# Problem requirements
Transcribe exactly the lines that fall between the one holding "filename src/domain/value_objects/reserved_paths.rs" and the one holding "pub fn with_defaults(source_root: &Path)", inclusive, from the entries below.

# Provided records
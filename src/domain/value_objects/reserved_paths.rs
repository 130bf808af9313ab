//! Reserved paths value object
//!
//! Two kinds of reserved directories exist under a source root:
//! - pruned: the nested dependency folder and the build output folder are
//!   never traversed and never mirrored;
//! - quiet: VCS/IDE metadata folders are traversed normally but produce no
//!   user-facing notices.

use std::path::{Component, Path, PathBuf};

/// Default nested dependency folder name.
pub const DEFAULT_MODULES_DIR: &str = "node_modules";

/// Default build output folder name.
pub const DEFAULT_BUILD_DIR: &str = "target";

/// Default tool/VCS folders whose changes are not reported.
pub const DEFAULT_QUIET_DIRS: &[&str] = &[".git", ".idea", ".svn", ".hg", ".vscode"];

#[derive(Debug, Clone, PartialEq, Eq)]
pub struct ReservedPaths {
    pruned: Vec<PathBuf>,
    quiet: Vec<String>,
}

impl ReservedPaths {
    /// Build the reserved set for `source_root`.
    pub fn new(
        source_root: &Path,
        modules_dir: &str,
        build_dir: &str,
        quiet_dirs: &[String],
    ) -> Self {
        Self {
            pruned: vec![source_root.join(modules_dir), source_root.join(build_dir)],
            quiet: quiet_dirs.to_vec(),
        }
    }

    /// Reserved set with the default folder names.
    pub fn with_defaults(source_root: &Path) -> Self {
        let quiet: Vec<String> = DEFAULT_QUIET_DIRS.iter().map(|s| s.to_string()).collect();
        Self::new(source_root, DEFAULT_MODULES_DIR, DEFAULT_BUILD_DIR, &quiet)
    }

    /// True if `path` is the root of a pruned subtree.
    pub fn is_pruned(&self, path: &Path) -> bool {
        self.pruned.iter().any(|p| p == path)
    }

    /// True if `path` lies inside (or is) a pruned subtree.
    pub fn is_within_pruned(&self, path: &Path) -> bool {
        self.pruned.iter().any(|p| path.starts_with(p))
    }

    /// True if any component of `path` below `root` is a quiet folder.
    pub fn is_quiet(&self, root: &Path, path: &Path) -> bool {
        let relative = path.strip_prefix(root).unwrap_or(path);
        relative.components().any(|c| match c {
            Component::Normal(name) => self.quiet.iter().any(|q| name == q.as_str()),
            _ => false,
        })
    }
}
--
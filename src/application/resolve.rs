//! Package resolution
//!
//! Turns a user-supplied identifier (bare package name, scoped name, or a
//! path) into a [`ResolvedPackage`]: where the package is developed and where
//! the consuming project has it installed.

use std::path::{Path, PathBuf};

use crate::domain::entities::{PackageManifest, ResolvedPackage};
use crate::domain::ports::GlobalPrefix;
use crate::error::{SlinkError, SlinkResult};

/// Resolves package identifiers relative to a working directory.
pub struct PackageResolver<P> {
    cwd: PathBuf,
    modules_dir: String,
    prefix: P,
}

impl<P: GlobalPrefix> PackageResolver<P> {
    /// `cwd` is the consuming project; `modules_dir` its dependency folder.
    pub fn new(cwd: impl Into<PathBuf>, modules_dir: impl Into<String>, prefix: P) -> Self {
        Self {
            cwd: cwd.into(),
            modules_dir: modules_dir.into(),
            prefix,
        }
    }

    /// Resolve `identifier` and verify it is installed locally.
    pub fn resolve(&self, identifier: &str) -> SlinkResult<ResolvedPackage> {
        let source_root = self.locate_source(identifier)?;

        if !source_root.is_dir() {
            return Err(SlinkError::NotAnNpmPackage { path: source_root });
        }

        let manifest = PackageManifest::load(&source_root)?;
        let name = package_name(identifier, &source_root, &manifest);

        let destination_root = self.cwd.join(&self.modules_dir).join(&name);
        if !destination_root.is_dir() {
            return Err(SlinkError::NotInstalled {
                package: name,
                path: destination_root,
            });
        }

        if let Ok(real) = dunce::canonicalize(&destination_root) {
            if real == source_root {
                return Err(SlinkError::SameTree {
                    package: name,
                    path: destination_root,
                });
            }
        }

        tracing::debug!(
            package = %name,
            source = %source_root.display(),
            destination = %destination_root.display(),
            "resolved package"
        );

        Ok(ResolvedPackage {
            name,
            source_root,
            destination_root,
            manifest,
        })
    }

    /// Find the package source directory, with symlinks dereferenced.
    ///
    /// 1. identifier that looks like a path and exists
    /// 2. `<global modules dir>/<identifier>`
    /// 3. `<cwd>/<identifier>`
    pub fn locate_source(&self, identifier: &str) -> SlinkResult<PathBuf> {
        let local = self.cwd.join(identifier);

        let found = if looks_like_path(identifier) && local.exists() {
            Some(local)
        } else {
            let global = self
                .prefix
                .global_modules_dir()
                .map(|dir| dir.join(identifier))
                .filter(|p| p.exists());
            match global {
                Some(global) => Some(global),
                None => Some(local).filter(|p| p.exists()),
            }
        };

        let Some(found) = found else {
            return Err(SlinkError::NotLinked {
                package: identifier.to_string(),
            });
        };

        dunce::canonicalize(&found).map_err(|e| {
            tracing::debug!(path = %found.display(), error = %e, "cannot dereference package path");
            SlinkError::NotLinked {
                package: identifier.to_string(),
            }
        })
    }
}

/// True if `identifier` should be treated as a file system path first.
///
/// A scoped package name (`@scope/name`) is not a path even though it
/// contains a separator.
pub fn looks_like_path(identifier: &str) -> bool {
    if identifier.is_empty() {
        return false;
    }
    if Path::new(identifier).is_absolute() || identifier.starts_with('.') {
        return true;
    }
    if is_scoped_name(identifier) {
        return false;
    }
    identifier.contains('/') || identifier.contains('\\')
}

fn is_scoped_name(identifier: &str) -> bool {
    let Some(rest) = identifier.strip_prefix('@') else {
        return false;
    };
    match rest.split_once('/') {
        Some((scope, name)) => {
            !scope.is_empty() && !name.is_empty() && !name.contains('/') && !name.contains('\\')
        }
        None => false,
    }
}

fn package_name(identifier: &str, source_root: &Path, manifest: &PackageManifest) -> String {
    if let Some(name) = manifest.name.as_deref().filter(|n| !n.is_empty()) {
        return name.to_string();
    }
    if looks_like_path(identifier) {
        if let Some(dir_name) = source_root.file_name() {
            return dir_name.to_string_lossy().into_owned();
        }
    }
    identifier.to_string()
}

# Answer to this exercise
filename src/domain/value_objects/reserved_paths.rs
repository 130bf808af9313ab
//! Reserved paths value object
//!
//! Two kinds of reserved directories exist under a source root:
//! - pruned: the nested dependency folder and the build output folder are
//!   never traversed and never mirrored;
//! - quiet: VCS/IDE metadata folders are traversed normally but produce no
//!   user-facing notices.

use std::path::{Component, Path, PathBuf};

/// Default nested dependency folder name.
pub const DEFAULT_MODULES_DIR: &str = "node_modules";

/// Default build output folder name.
pub const DEFAULT_BUILD_DIR: &str = "target";

/// Default tool/VCS folders whose changes are not reported.
pub const DEFAULT_QUIET_DIRS: &[&str] = &[".git", ".idea", ".svn", ".hg", ".vscode"];

#[derive(Debug, Clone, PartialEq, Eq)]
pub struct ReservedPaths {
    pruned: Vec<PathBuf>,
    quiet: Vec<String>,
}

impl ReservedPaths {
    /// Build the reserved set for `source_root`.
    pub fn new(
        source_root: &Path,
        modules_dir: &str,
        build_dir: &str,
        quiet_dirs: &[String],
    ) -> Self {
        Self {
            pruned: vec![source_root.join(modules_dir), source_root.join(build_dir)],
            quiet: quiet_dirs.to_vec(),
        }
    }

    /// Reserved set with the default folder names.
    pub fn with_defaults(source_root: &Path) -> Self {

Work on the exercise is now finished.